Hydrogen exhibits peculiar behavior under pressure. Theoretical predictions suggest that this typically gaseous element, under pressures exceeding one million atmospheres, can transform into a metal and even a superconductor. Scientists have been eager to understand superconducting hydrogen-rich compounds (known as hydrides) for potential practical applications, such as magnetic levitation trains and particle detectors. However, existing methods make it challenging to study these materials, let alone accurately measure their properties.
The new tool developed by the Harvard University team not only enables the study of hydride superconductors under high pressure but also allows for imaging their behavior.

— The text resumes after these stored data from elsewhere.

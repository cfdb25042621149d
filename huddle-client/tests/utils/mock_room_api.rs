use async_trait::async_trait;
use huddle_client::{RoomApi, TransportError};
use huddle_core::{IceServerConfig, Participant, RoomId, RoomSummary};
use std::cell::{Cell, RefCell};
use std::rc::Rc;

/// Room API answering joins with a configurable participant list.
#[derive(Clone)]
pub struct MockRoomApi {
    room: RoomSummary,
    participants: Rc<RefCell<Vec<Participant>>>,
    joins: Rc<Cell<usize>>,
    join_error: Rc<RefCell<Option<TransportError>>>,
    leaves: Rc<RefCell<Vec<RoomId>>>,
}

impl MockRoomApi {
    pub fn new(room_id: RoomId, participants: Vec<Participant>) -> Self {
        Self {
            room: RoomSummary {
                id: room_id,
                name: "Watercooler".into(),
                slug: "watercooler".into(),
                description: None,
                public: true,
                max_participants: None,
                member_count: 0,
                active_participants: Vec::new(),
            },
            participants: Rc::new(RefCell::new(participants)),
            joins: Rc::new(Cell::new(0)),
            join_error: Rc::new(RefCell::new(None)),
            leaves: Rc::new(RefCell::new(Vec::new())),
        }
    }

    pub fn set_participants(&self, participants: Vec<Participant>) {
        *self.participants.borrow_mut() = participants;
    }

    /// Every later join fails with `err`.
    pub fn fail_joins(&self, err: TransportError) {
        *self.join_error.borrow_mut() = Some(err);
    }

    pub fn joins(&self) -> usize {
        self.joins.get()
    }

    pub fn leaves(&self) -> Vec<RoomId> {
        self.leaves.borrow().clone()
    }
}

#[async_trait(?Send)]
impl RoomApi for MockRoomApi {
    async fn join(&self, room: &str) -> Result<RoomSummary, TransportError> {
        if room != self.room.slug && room != self.room.id.to_string() {
            return Err(TransportError::Rejected {
                status: 404,
                message: "not found".into(),
            });
        }
        self.joins.set(self.joins.get() + 1);
        if let Some(err) = self.join_error.borrow().clone() {
            return Err(err);
        }
        let mut summary = self.room.clone();
        summary.active_participants = self.participants.borrow().clone();
        Ok(summary)
    }

    async fn leave(&self, room_id: RoomId) -> Result<(), TransportError> {
        self.leaves.borrow_mut().push(room_id);
        Ok(())
    }

    async fn participants(&self, _room_id: RoomId) -> Result<Vec<Participant>, TransportError> {
        Ok(self.participants.borrow().clone())
    }

    async fn ice_servers(&self) -> Result<Vec<IceServerConfig>, TransportError> {
        Ok(Vec::new())
    }
}
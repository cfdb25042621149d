use anyhow::{Context, Result};
use clap::{Parser, Subcommand};
use colored::*;
use huddle::server::{LoggingSettings, ServerConfig};
use tracing::info;
use tracing_subscriber::{EnvFilter, fmt};

#[derive(Parser)]
#[command(name = "huddle")]
#[command(about = "Voice rooms over peer-to-peer audio links")]
struct Cli {
    #[command(subcommand)]
    command: Commands,
}

#[derive(Subcommand)]
enum Commands {
    /// Run the presence and signaling server.
    Serve {
        #[arg(short, long, default_value = "huddle.toml")]
        config: String,

        /// Overrides `http.bind`.
        #[arg(long)]
        bind: Option<String>,

        /// Overrides `logging.level`. `RUST_LOG` still wins.
        #[arg(long)]
        log_level: Option<String>,

        #[arg(long)]
        json: bool,
    },
    /// Print the effective configuration.
    Config {
        #[arg(short, long, default_value = "huddle.toml")]
        config: String,
    },
}

#[tokio::main]
async fn main() -> Result<()> {
    match Cli::parse().command {
        Commands::Serve {
            config,
            bind,
            log_level,
            json,
        } => {
            let mut settings = ServerConfig::load(&config)?;
            apply_overrides(&mut settings, bind, log_level, json);
            init_logging(&settings.logging);
            info!(
                "Loaded configuration from {} ({} accounts, {} ICE servers)",
                config,
                settings.accounts.len(),
                settings.ice_servers.len()
            );

            println!("{}", "🎙  Starting huddle...".green().bold());
            println!("   🔌 Listening: {}", settings.http.bind.cyan());
            println!(
                "   ⏱  Presence TTL: {}s",
                settings.presence.ttl_secs.to_string().cyan()
            );

            huddle::server::run(settings).await
        }
        Commands::Config { config } => {
            let settings = ServerConfig::load(&config)?;
            let rendered =
                toml::to_string_pretty(&settings).context("Failed to render configuration")?;
            println!("{}", rendered);
            Ok(())
        }
    }
}

fn apply_overrides(
    settings: &mut ServerConfig,
    bind: Option<String>,
    log_level: Option<String>,
    json: bool,
) {
    if let Some(bind) = bind {
        settings.http.bind = bind;
    }
    if let Some(level) = log_level {
        settings.logging.level = level;
    }
    if json {
        settings.logging.format = "json".into();
    }
}

fn init_logging(logging: &LoggingSettings) {
    let filter = EnvFilter::try_from_default_env()
        .or_else(|_| EnvFilter::try_new(&logging.level))
        .unwrap_or_else(|_| EnvFilter::new("info"));

    match logging.format.as_str() {
        "json" => fmt()
            .json()
            .with_env_filter(filter)
            .with_target(true)
            .with_current_span(true)
            .init(),
        _ => fmt().with_env_filter(filter).with_target(true).init(),
    }
}
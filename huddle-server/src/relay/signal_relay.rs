use crate::directory::Room;
use crate::error::{Error, Result};
use crate::presence::PresenceStore;
use crate::push::{Audience, PushChannel};
use huddle_core::utils::room_channel;
use huddle_core::{RoomMessage, SignalPayload, UserId};
use serde_json::Value;
use std::collections::BTreeSet;
use std::sync::Arc;
use tracing::{debug, warn};

/// Forwards signaling events between participants of a room.
///
/// Every event goes to exactly one recipient. The relay never inspects SDP
/// or candidates beyond the event fields it forwards.
#[derive(Clone)]
pub struct SignalRelay {
    presence: Arc<dyn PresenceStore>,
    push: Arc<dyn PushChannel>,
}

impl SignalRelay {
    pub fn new(presence: Arc<dyn PresenceStore>, push: Arc<dyn PushChannel>) -> Self {
        Self { presence, push }
    }

    /// Normalizes `raw`, checks every recipient and publishes each event to
    /// its recipient. Nothing is published unless the whole payload is valid.
    /// Returns the number of delivered events.
    pub async fn publish(&self, room: &Room, sender_id: UserId, raw: &Value) -> Result<usize> {
        let payload = SignalPayload::from_value(raw)?;
        let deliveries = payload.into_deliveries();

        let known = self.known_participants(room).await?;
        if let Some((unknown, _)) = deliveries.iter().find(|(to, _)| !known.contains(to)) {
            warn!(
                "user {} signaled unknown recipient {} in room {}",
                sender_id, unknown, room.id
            );
            return Err(Error::Validation(format!(
                "recipient {} is not a participant of this room",
                unknown
            )));
        }

        let channel = room_channel(room.id);
        let count = deliveries.len();

        for (recipient_id, event) in deliveries {
            debug!(
                "relaying {} from {} to {} in room {}",
                event.kind().unwrap_or("event"),
                sender_id,
                recipient_id,
                room.id
            );

            let message = RoomMessage::Signal {
                room_id: room.id,
                sender_id,
                data: event.into_value(),
            };
            let data = serde_json::to_value(&message)
                .map_err(|e| Error::Validation(format!("unencodable signal: {}", e)))?;

            self.push
                .publish(&channel, data, Audience::single(recipient_id))
                .await?;
        }

        Ok(count)
    }

    async fn known_participants(&self, room: &Room) -> Result<BTreeSet<UserId>> {
        let mut known: BTreeSet<UserId> = self.presence.list(room.id).await?.into_iter().collect();
        known.extend(room.member_ids.iter().copied());
        Ok(known)
    }
}
pub use huddle_core::{RoomId, UserId};

pub mod model {
    pub use huddle_core::*;
}

#[cfg(feature = "server")]
pub mod server {
    pub use huddle_server::*;
}

#[cfg(feature = "client")]
pub mod client {
    pub use huddle_client::*;
}
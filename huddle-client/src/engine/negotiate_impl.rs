use crate::engine::peer_task::PeerTask;
use crate::engine::{Health, RestartReason, SignalingState, TimerKind};
use crate::{LinkEvents, SdpKind};
use huddle_core::{IceCandidate, SignalEvent};
use tracing::{debug, info, warn};

impl PeerTask {
    /// The lower id of a pair makes the first offer and wins collisions.
    pub(super) fn is_initiator(&self) -> bool {
        self.ctx.local_id < self.remote
    }

    pub(super) async fn start(&mut self) {
        if self.record.started {
            return;
        }
        self.record.started = true;

        // Already answering an offer that arrived before the participant list.
        if self.record.link.is_some()
            && (self.record.negotiated || self.record.signaling != SignalingState::Stable)
        {
            return;
        }
        if self.ensure_link().await {
            self.begin_negotiation().await;
        }
    }

    pub(super) async fn begin_negotiation(&mut self) {
        if self.is_initiator() {
            info!(
                "Offering to user {} in room {}",
                self.remote, self.ctx.room_id
            );
            self.send_offer().await;
        }
        self.arm_offer_retry();
    }

    fn arm_offer_retry(&mut self) {
        let delay = self.ctx.config.offer_retry_delay(self.record.offer_attempts);
        self.arm(TimerKind::OfferRetry, delay);
    }

    pub(super) async fn on_offer_retry(&mut self) {
        if self.record.negotiated {
            return;
        }
        self.record.offer_attempts += 1;
        if self.record.offer_attempts > self.ctx.config.max_offer_attempts {
            self.record.offers_exhausted = true;
            info!(
                "No answer from user {} after {} offer retries, waiting for the next participant update",
                self.remote, self.ctx.config.max_offer_attempts
            );
            return;
        }

        match self.record.signaling {
            SignalingState::HaveRemoteOffer => {
                self.arm_offer_retry();
                return;
            }
            SignalingState::HaveLocalOffer => {
                if !self.roll_back().await {
                    return;
                }
            }
            SignalingState::Stable => {}
        }

        debug!(
            "Offer retry {} to user {}",
            self.record.offer_attempts, self.remote
        );
        self.send_offer().await;
        self.arm_offer_retry();
    }

    async fn send_offer(&mut self) {
        if !self.ensure_link().await {
            return;
        }
        let result = match &self.record.link {
            Some(link) => link.create_offer().await,
            None => return,
        };
        match result {
            Ok(sdp) => {
                self.record.signaling = SignalingState::HaveLocalOffer;
                self.ctx.send(self.remote, SignalEvent::Offer { sdp });
            }
            Err(e) => warn!("Could not create offer for user {}: {}", self.remote, e),
        }
    }

    pub(super) async fn on_signal(&mut self, event: SignalEvent) {
        match event {
            SignalEvent::Offer { sdp } => self.on_remote_offer(sdp).await,
            SignalEvent::Answer { sdp } => self.on_remote_answer(sdp).await,
            SignalEvent::Candidate { candidate } => self.on_remote_candidate(candidate).await,
        }
    }

    async fn on_remote_offer(&mut self, sdp: String) {
        match self.record.signaling {
            SignalingState::HaveLocalOffer if self.is_initiator() => {
                debug!(
                    "Offer collision with user {}, keeping our own offer",
                    self.remote
                );
                return;
            }
            SignalingState::HaveLocalOffer => {
                info!(
                    "Offer collision with user {}, rolling back our offer",
                    self.remote
                );
                if !self.roll_back().await {
                    return;
                }
            }
            SignalingState::HaveRemoteOffer => {
                debug!("Duplicate offer from user {} ignored", self.remote);
                return;
            }
            SignalingState::Stable if self.record.negotiated => {
                info!(
                    "User {} started a new negotiation, replacing the link",
                    self.remote
                );
                if !self.replace_link().await {
                    return;
                }
            }
            SignalingState::Stable => {}
        }

        self.accept_offer(sdp).await;
    }

    async fn accept_offer(&mut self, sdp: String) {
        if !self.ensure_link().await {
            return;
        }
        let applied = match &self.record.link {
            Some(link) => link.set_remote_description(SdpKind::Offer, &sdp).await,
            None => return,
        };
        if let Err(e) = applied {
            warn!("Could not apply offer from user {}: {}", self.remote, e);
            return;
        }
        self.record.signaling = SignalingState::HaveRemoteOffer;
        self.record.remote_description_set = true;
        self.record.remote_ufrag = sdp_ufrag(&sdp).map(str::to_string);
        self.flush_candidates().await;

        let answer = match &self.record.link {
            Some(link) => link.create_answer().await,
            None => return,
        };
        match answer {
            Ok(sdp) => {
                self.record.signaling = SignalingState::Stable;
                self.record.negotiated = true;
                self.disarm(TimerKind::OfferRetry);
                self.ctx.send(self.remote, SignalEvent::Answer { sdp });
            }
            Err(e) => warn!("Could not answer user {}: {}", self.remote, e),
        }
    }

    async fn on_remote_answer(&mut self, sdp: String) {
        if self.record.signaling != SignalingState::HaveLocalOffer {
            debug!(
                "Answer from user {} out of turn ({:?}) ignored",
                self.remote, self.record.signaling
            );
            return;
        }
        let applied = match &self.record.link {
            Some(link) => link.set_remote_description(SdpKind::Answer, &sdp).await,
            None => return,
        };
        if let Err(e) = applied {
            warn!("Could not apply answer from user {}: {}", self.remote, e);
            return;
        }
        self.record.signaling = SignalingState::Stable;
        self.record.remote_description_set = true;
        self.record.remote_ufrag = sdp_ufrag(&sdp).map(str::to_string);
        self.record.negotiated = true;
        self.disarm(TimerKind::OfferRetry);
        self.flush_candidates().await;
    }

    async fn on_remote_candidate(&mut self, candidate: IceCandidate) {
        if !self.belongs_to_current_link(&candidate) {
            self.record.pending_candidates.push_back(candidate);
            debug!(
                "Queued candidate from user {} ({} waiting)",
                self.remote,
                self.record.pending_candidates.len()
            );
            return;
        }
        self.apply_candidate(candidate).await;
    }

    fn belongs_to_current_link(&self, candidate: &IceCandidate) -> bool {
        if !self.record.remote_description_set || self.record.link.is_none() {
            return false;
        }
        if let (Some(theirs), Some(current)) =
            (candidate_ufrag(candidate), self.record.remote_ufrag.as_deref())
        {
            return theirs == current;
        }
        // Once the link has settled, an unlabelled candidate may be the
        // first of the peer's next session, racing its offer.
        !(self.record.negotiated && self.record.health != Health::Pending)
    }

    async fn flush_candidates(&mut self) {
        while let Some(candidate) = self.record.pending_candidates.pop_front() {
            if let (Some(theirs), Some(current)) =
                (candidate_ufrag(&candidate), self.record.remote_ufrag.as_deref())
            {
                if theirs != current {
                    debug!(
                        "Dropped candidate from an earlier session of user {}",
                        self.remote
                    );
                    continue;
                }
            }
            self.apply_candidate(candidate).await;
        }
    }

    async fn apply_candidate(&mut self, candidate: IceCandidate) {
        let Some(link) = &self.record.link else {
            return;
        };
        if let Err(e) = link.add_ice_candidate(&candidate).await {
            warn!("Could not add candidate from user {}: {}", self.remote, e);
        }
    }

    /// Drops our pending offer. Links that cannot roll back are replaced,
    /// keeping the queued remote candidates.
    async fn roll_back(&mut self) -> bool {
        let result = match &self.record.link {
            Some(link) => link.rollback().await,
            None => Ok(()),
        };
        match result {
            Ok(()) => {
                self.record.signaling = SignalingState::Stable;
                true
            }
            Err(e) => {
                debug!("{} for user {}, replacing the link", e, self.remote);
                self.replace_link().await
            }
        }
    }

    async fn replace_link(&mut self) -> bool {
        self.close_link().await;
        self.open_link().await
    }

    pub(super) async fn close_link(&mut self) {
        if let Some(link) = self.record.link.take() {
            link.close().await;
        }
        self.record.signaling = SignalingState::Stable;
        self.record.remote_description_set = false;
        self.record.remote_ufrag = None;
        self.record.negotiated = false;
    }

    pub(super) async fn ensure_link(&mut self) -> bool {
        if self.record.link.is_some() {
            return true;
        }
        self.open_link().await
    }

    pub(super) async fn open_link(&mut self) -> bool {
        self.record.epoch += 1;
        let epoch = self.record.epoch;
        let events = LinkEvents::new(self.tx.clone(), epoch);

        let created = self.ctx.factory.create(self.remote, events).await;
        match created {
            Ok(link) => {
                if self.ctx.muted.get() {
                    if let Err(e) = link.set_audio_enabled(false).await {
                        warn!("Could not mute new link to user {}: {}", self.remote, e);
                    }
                }
                self.record.link = Some(link);
                self.record.health = Health::Pending;
                if self.record.connect_deadline.is_none() {
                    self.arm(TimerKind::ConnectDeadline, self.ctx.config.connect_timeout);
                }
                debug!("Opened link #{} to user {}", epoch, self.remote);
                true
            }
            Err(e) => {
                warn!("Could not open link to user {}: {}", self.remote, e);
                self.schedule_restart(RestartReason::Failed).await;
                false
            }
        }
    }
}

fn sdp_ufrag(sdp: &str) -> Option<&str> {
    sdp.lines()
        .find_map(|line| line.trim().strip_prefix("a=ice-ufrag:"))
        .map(str::trim)
}

/// The candidate's ICE username fragment, from its own field or the
/// `ufrag` extension of the candidate line.
fn candidate_ufrag(candidate: &IceCandidate) -> Option<&str> {
    if let Some(ufrag) = candidate.username_fragment.as_deref() {
        return Some(ufrag);
    }
    let mut parts = candidate.candidate.split_whitespace();
    parts.find(|part| *part == "ufrag")?;
    parts.next()
}
use crate::{
    EngineConfig, LinkFactory, NegotiationEngine, RoomApi, RosterEntry, SessionConfig,
    SharedRuntime, SignalBatcher, TransportError,
};
use futures::future::{AbortHandle, Abortable};
use huddle_core::utils::room_channel;
use huddle_core::{PushFrame, RoomId, RoomMessage, RoomSummary, UserId};
use std::cell::RefCell;
use std::rc::Rc;
use tracing::{debug, info, warn};

#[derive(Debug, Clone, Copy, PartialEq, Eq)]
pub enum SessionState {
    Idle,
    Joined,
    Left,
    Kicked,
    /// The server refused to renew our presence.
    Rejected,
}

struct SessionInner {
    state: SessionState,
    room: Option<RoomSummary>,
    engine: Option<NegotiationEngine>,
    heartbeat: Option<AbortHandle>,
}

/// The local user's presence in one room: join, heartbeat, push handling
/// and leave, driving a [`NegotiationEngine`] for the peer links.
pub struct RoomSession {
    local_id: UserId,
    api: Rc<dyn RoomApi>,
    factory: Rc<dyn LinkFactory>,
    batcher: SignalBatcher,
    runtime: SharedRuntime,
    config: SessionConfig,
    engine_config: EngineConfig,
    inner: Rc<RefCell<SessionInner>>,
}

impl RoomSession {
    pub fn new(
        local_id: UserId,
        api: Rc<dyn RoomApi>,
        factory: Rc<dyn LinkFactory>,
        batcher: SignalBatcher,
        runtime: SharedRuntime,
        config: SessionConfig,
        engine_config: EngineConfig,
    ) -> Self {
        Self {
            local_id,
            api,
            factory,
            batcher,
            runtime,
            config,
            engine_config,
            inner: Rc::new(RefCell::new(SessionInner {
                state: SessionState::Idle,
                room: None,
                engine: None,
                heartbeat: None,
            })),
        }
    }

    pub fn state(&self) -> SessionState {
        self.inner.borrow().state
    }

    pub fn room(&self) -> Option<RoomSummary> {
        self.inner.borrow().room.clone()
    }

    pub fn engine(&self) -> Option<NegotiationEngine> {
        self.inner.borrow().engine.clone()
    }

    pub fn roster(&self) -> Vec<RosterEntry> {
        self.engine().map(|engine| engine.roster()).unwrap_or_default()
    }

    /// Joins `room` (id or slug) and starts negotiating with everyone present.
    /// Joining again while joined only renews presence.
    pub async fn join(&self, room: &str) -> Result<RoomSummary, TransportError> {
        let summary = self.api.join(room).await?;

        if let Some(engine) = self.engine() {
            if engine.room_id() == summary.id {
                engine.handle_participants(&summary.active_participants);
                self.inner.borrow_mut().room = Some(summary.clone());
                return Ok(summary);
            }
            self.teardown(SessionState::Left);
        }

        let engine = NegotiationEngine::new(
            summary.id,
            self.local_id,
            self.engine_config.clone(),
            self.runtime.clone(),
            self.factory.clone(),
            self.batcher.clone(),
        );
        engine.handle_participants(&summary.active_participants);
        let heartbeat = self.spawn_heartbeat(summary.id);

        info!(
            "Joined room {} with {} participant(s)",
            summary.id,
            summary.active_participants.len()
        );
        let mut inner = self.inner.borrow_mut();
        inner.state = SessionState::Joined;
        inner.room = Some(summary.clone());
        inner.engine = Some(engine);
        inner.heartbeat = Some(heartbeat);
        Ok(summary)
    }

    fn spawn_heartbeat(&self, room_id: RoomId) -> AbortHandle {
        let (handle, registration) = AbortHandle::new_pair();
        let api = self.api.clone();
        let runtime = self.runtime.clone();
        let inner = self.inner.clone();
        let interval = self.config.heartbeat_interval;

        let beat = async move {
            let key = room_id.to_string();
            loop {
                runtime.sleep(interval).await;
                match api.join(&key).await {
                    Ok(summary) => {
                        let engine = inner.borrow().engine.clone();
                        if let Some(engine) = engine {
                            engine.handle_participants(&summary.active_participants);
                        }
                    }
                    Err(e) if e.is_client_error() => {
                        warn!("Heartbeat for room {} rejected, leaving: {}", room_id, e);
                        teardown(&inner, SessionState::Rejected);
                        return;
                    }
                    Err(e) => warn!("Heartbeat for room {} failed: {}", room_id, e),
                }
            }
        };
        self.runtime.spawn(Box::pin(async move {
            let _ = Abortable::new(beat, registration).await;
        }));
        handle
    }

    /// Stops the heartbeat, closes every peer and tells the server.
    pub async fn leave(&self) -> Result<(), TransportError> {
        let Some(room_id) = self.teardown(SessionState::Left) else {
            return Ok(());
        };
        self.api.leave(room_id).await
    }

    /// Feeds one push frame. Frames for other channels are ignored.
    pub fn handle_push(&self, frame: &PushFrame) {
        let Some(engine) = self.engine() else {
            return;
        };
        if frame.channel != room_channel(engine.room_id()) {
            return;
        }
        let message: RoomMessage = match serde_json::from_value(frame.data.clone()) {
            Ok(message) => message,
            Err(e) => {
                debug!("Ignoring push on {}: {}", frame.channel, e);
                return;
            }
        };

        if let RoomMessage::Kicked { room_id } = message {
            warn!("Removed from room {}", room_id);
            self.teardown(SessionState::Kicked);
            return;
        }
        engine.handle_message(&message);
    }

    pub fn set_muted(&self, muted: bool) {
        if let Some(engine) = self.engine() {
            engine.set_muted(muted);
        }
    }

    fn teardown(&self, next: SessionState) -> Option<RoomId> {
        teardown(&self.inner, next)
    }
}

fn teardown(inner: &RefCell<SessionInner>, next: SessionState) -> Option<RoomId> {
    let (engine, room_id) = {
        let mut inner = inner.borrow_mut();
        if let Some(heartbeat) = inner.heartbeat.take() {
            heartbeat.abort();
        }
        inner.state = next;
        (inner.engine.take(), inner.room.take().map(|room| room.id))
    };
    if let Some(engine) = engine {
        engine.shutdown();
    }
    room_id
}
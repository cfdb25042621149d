use thiserror::Error;

/// Failure of one signaling request. Cloned into every caller awaiting the
/// flush that carried its event.
#[derive(Debug, Clone, PartialEq, Eq, Error)]
pub enum TransportError {
    #[error("request rejected with status {status}: {message}")]
    Rejected { status: u16, message: String },
    #[error("network error: {0}")]
    Network(String),
    #[error("invalid response: {0}")]
    Decode(String),
    #[error("cancelled before it was sent")]
    Cancelled,
}

impl TransportError {
    /// The server refused the request itself; repeating it will not help.
    pub fn is_client_error(&self) -> bool {
        matches!(self, TransportError::Rejected { status, .. } if (400..500).contains(status))
    }
}

#[derive(Debug, Clone, PartialEq, Eq, Error)]
pub enum LinkError {
    #[error("{0} is not supported by this link")]
    Unsupported(&'static str),
    #[error("link operation failed: {0}")]
    Failed(String),
}

impl LinkError {
    pub fn failed(err: impl std::fmt::Display) -> Self {
        LinkError::Failed(err.to_string())
    }
}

The conventional approach to studying hydrides under extreme pressure involves using a diamond anvil cell, a device that compresses a small amount of material between two faces of cut diamonds. To detect when the sample transitions into a superconductive state, researchers typically look for two features: a drop in resistance to zero and repulsion of any nearby magnetic field (known as the Meissner effect).
To apply the necessary pressure, researchers must secure the sample with a gasket to ensure even compression and then enclose the sample in a chamber. However, observing the dual characteristics of superconductive conductivity has proven challenging.
To address this issue, the researchers designed and tested a clever modification: they directly integrated a thin layer of sensors onto the surface of the diamond anvil. These sensors are made from defects naturally occurring in the diamond lattice and are known as nitrogen-vacancy centers. Using these effective quantum sensors, termed nitrogen-vacancy centers, the researchers imaged the region inside the chamber when the sample was pressurized and entered the superconducting phase. To validate their concept, the researchers utilized hydrogenated cerium, a material known to become a superconductor at approximately one million atmospheres.
This new tool not only aids scientists in discovering novel superconducting hydrides but also facilitates easier research on existing superconductive materials.